● **Work instruction**
Transcribe the data exactly, stopping after the "let cli = Cli::parse_args();" line.

BEGIN

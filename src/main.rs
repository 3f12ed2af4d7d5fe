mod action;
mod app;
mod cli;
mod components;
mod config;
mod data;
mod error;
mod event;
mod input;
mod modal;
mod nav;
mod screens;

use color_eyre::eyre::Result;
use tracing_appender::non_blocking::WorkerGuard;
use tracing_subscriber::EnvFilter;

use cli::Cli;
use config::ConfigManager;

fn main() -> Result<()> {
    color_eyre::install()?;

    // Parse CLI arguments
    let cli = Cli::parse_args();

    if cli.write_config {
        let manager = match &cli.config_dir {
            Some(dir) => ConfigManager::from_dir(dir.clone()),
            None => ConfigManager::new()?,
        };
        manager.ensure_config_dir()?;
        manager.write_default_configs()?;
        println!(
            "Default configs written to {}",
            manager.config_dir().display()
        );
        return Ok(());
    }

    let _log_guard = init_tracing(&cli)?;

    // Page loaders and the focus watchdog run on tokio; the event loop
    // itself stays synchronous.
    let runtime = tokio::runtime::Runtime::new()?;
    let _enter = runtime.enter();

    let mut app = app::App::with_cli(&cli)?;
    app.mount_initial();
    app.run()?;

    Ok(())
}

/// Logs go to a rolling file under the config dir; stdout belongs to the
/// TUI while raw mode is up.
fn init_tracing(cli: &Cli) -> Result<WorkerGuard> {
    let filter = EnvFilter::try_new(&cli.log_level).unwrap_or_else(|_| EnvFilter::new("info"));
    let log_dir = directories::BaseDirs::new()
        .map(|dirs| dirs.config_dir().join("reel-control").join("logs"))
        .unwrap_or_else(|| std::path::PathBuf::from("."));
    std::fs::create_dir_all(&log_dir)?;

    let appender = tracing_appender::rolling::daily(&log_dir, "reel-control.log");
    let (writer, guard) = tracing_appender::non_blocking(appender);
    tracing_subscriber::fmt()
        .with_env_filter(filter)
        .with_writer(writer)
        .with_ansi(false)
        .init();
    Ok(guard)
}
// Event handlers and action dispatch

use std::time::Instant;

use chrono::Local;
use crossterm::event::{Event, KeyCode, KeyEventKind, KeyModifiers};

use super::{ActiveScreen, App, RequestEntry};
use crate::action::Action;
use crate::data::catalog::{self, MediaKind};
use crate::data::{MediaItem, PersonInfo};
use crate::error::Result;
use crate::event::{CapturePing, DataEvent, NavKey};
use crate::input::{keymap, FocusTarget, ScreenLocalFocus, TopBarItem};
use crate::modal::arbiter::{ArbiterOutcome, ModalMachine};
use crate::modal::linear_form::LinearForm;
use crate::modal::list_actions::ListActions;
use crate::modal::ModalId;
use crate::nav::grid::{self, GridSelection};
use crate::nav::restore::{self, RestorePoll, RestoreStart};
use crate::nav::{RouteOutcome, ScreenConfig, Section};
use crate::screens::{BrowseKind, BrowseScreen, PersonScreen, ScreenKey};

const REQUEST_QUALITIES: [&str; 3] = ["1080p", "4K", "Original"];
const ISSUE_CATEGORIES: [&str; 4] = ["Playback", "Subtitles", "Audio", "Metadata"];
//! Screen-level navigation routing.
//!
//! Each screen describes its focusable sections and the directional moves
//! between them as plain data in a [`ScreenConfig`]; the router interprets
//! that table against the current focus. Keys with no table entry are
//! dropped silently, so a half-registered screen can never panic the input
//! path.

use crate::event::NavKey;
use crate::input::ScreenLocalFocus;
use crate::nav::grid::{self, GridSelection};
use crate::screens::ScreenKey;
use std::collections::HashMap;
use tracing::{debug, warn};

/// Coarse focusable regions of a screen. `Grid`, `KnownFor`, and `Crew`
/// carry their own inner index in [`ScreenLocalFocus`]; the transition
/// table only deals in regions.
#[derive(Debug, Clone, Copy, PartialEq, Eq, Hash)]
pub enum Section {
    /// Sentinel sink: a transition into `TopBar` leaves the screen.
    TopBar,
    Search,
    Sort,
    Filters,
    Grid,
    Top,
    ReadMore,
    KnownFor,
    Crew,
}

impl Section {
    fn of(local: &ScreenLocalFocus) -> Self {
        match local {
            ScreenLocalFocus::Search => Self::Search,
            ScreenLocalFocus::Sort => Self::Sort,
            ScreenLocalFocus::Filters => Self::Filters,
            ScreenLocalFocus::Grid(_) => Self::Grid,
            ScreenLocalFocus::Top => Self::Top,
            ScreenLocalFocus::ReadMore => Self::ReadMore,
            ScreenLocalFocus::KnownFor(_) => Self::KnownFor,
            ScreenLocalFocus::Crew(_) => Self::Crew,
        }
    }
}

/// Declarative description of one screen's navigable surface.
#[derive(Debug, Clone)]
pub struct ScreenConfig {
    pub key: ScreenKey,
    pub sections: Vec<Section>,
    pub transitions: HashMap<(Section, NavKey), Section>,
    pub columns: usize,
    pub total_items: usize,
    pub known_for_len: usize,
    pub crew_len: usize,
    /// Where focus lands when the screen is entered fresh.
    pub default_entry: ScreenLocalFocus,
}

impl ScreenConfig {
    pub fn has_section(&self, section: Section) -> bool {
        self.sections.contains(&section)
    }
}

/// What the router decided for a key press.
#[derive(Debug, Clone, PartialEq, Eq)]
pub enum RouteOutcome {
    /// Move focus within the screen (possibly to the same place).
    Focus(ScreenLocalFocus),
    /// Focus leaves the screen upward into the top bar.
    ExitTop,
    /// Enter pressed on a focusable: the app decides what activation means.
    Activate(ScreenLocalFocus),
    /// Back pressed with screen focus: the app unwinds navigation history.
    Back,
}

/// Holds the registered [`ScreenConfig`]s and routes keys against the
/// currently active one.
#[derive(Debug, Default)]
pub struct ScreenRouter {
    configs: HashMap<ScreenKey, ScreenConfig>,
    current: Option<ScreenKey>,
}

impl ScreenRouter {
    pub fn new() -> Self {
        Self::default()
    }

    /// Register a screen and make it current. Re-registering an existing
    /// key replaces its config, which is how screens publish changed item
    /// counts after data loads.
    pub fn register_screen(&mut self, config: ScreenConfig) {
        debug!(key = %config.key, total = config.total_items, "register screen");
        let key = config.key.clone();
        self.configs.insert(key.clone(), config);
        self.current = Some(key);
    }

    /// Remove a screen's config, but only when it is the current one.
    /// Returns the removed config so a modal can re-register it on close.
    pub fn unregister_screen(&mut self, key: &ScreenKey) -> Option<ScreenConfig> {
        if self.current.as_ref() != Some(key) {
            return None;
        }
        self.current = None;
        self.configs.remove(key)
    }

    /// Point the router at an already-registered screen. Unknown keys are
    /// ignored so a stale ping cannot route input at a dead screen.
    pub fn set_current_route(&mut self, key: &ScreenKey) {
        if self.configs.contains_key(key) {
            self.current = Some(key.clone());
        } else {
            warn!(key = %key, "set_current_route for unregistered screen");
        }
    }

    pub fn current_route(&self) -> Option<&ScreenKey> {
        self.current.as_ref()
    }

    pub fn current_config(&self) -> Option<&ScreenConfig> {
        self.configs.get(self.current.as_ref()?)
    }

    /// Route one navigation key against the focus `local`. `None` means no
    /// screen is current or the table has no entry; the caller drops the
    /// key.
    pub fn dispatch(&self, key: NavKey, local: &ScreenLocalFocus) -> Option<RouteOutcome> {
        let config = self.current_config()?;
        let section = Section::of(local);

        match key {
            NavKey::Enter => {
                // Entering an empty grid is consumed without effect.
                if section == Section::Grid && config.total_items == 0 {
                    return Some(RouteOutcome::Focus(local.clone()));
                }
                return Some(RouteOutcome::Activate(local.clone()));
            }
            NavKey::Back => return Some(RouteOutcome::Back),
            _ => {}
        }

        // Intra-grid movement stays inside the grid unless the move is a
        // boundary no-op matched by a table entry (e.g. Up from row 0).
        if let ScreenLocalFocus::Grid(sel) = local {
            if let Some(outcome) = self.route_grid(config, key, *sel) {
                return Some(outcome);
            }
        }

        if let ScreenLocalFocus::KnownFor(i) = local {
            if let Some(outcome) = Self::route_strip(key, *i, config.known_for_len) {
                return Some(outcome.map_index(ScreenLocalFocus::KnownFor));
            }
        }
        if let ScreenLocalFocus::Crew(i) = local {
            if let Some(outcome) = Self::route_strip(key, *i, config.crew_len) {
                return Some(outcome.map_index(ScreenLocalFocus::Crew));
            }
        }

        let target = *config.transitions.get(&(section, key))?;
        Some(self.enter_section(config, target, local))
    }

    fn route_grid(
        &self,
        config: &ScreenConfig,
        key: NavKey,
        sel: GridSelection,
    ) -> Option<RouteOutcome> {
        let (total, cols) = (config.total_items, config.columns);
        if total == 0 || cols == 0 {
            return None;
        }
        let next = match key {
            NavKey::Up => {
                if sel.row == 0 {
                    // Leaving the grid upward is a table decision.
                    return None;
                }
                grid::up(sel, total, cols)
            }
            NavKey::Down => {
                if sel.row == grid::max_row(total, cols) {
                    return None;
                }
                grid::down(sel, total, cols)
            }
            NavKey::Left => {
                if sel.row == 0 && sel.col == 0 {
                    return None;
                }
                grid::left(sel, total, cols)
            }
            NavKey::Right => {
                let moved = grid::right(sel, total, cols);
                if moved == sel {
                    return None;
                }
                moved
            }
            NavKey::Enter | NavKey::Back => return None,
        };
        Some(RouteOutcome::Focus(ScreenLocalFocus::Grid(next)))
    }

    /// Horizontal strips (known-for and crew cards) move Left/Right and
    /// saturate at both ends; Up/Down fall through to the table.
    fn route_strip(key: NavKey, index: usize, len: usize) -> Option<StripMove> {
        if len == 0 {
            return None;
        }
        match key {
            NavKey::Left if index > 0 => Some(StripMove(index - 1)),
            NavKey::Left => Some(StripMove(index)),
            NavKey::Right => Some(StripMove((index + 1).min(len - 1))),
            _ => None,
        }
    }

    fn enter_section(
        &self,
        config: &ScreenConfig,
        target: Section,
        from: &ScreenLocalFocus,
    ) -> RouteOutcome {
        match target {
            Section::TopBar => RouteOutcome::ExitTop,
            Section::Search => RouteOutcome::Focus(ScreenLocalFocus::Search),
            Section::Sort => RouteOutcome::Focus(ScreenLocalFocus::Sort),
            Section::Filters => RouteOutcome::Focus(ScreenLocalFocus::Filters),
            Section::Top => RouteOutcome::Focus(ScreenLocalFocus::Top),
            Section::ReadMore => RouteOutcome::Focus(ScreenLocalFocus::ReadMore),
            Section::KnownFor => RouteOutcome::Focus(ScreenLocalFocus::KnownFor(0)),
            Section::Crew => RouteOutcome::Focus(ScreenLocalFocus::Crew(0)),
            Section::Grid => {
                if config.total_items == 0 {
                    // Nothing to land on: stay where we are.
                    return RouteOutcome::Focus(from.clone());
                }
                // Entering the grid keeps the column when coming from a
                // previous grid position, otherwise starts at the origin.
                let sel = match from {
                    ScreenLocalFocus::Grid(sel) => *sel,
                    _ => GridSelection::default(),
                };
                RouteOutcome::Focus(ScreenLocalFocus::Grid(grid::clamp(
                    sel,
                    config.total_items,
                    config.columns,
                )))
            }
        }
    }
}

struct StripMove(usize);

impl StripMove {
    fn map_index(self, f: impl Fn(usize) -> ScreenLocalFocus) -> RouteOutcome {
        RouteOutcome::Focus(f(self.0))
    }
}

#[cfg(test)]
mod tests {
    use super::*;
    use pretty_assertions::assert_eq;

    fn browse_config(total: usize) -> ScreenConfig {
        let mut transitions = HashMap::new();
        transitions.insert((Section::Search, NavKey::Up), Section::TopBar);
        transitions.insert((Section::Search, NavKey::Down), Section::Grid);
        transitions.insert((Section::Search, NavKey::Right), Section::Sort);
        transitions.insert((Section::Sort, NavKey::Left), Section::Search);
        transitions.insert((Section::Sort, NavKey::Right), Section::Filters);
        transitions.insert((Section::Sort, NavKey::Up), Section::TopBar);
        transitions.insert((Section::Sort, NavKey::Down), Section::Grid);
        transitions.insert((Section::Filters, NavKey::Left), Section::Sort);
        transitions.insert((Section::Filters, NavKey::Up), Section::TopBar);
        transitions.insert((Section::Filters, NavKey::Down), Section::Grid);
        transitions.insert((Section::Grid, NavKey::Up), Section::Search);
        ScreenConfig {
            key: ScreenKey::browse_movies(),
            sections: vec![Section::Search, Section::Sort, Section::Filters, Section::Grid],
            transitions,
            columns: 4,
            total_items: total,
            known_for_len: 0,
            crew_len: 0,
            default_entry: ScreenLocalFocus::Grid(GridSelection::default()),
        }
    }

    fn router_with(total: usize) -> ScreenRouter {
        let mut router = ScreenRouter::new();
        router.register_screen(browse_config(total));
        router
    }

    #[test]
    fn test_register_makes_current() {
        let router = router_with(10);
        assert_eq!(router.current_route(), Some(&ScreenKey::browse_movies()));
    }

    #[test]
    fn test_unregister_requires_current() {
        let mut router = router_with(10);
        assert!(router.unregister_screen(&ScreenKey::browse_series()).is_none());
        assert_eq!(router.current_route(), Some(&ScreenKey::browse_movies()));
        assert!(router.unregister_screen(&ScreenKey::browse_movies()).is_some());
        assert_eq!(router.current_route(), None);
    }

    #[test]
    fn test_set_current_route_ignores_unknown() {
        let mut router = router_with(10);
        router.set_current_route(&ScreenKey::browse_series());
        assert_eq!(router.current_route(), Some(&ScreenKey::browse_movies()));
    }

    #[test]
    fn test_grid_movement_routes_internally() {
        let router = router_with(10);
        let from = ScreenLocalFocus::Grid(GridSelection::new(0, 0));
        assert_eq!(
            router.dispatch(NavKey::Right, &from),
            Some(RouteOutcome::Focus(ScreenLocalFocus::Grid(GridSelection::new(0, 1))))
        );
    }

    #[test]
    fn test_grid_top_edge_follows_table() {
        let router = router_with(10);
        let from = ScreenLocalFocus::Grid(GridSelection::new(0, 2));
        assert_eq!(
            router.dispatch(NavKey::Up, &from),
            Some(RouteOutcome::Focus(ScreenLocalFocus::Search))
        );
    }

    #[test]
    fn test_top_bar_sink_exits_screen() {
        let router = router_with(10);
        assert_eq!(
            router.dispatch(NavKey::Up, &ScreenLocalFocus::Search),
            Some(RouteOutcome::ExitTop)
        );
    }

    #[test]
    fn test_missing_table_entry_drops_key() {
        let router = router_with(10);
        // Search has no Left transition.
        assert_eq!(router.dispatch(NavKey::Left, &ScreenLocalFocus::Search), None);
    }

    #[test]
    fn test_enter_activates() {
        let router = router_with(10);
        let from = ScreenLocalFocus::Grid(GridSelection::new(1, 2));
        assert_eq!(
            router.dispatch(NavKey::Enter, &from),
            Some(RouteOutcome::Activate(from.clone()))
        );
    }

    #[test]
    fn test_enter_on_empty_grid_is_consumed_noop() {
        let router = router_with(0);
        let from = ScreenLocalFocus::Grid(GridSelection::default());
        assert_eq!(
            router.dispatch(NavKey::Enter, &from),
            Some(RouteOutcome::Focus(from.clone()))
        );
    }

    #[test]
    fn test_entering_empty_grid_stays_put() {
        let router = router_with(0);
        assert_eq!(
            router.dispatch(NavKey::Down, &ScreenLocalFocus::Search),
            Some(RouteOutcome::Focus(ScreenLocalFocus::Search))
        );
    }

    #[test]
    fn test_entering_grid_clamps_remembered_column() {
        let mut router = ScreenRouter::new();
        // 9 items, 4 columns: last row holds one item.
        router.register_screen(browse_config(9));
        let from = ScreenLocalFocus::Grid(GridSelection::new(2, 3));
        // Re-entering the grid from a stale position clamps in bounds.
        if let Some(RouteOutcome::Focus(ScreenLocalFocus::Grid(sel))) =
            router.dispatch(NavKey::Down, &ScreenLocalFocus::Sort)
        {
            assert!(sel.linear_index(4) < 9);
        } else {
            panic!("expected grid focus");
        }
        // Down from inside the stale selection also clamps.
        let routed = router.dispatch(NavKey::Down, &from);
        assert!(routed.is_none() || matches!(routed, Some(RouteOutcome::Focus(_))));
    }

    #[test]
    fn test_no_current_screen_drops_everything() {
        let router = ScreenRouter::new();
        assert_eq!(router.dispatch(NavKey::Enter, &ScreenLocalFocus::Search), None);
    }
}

END

● **Response**
filename src/main.rs
repository 3f12ed2af4d7d5fe
mod action;
mod app;
mod cli;
mod components;
mod config;
mod data;
mod error;
mod event;
mod input;
mod modal;
mod nav;
mod screens;

use color_eyre::eyre::Result;
use tracing_appender::non_blocking::WorkerGuard;
use tracing_subscriber::EnvFilter;

use cli::Cli;
use config::ConfigManager;

fn main() -> Result<()> {
    color_eyre::install()?;

    // Parse CLI arguments
    let cli = Cli::parse_args();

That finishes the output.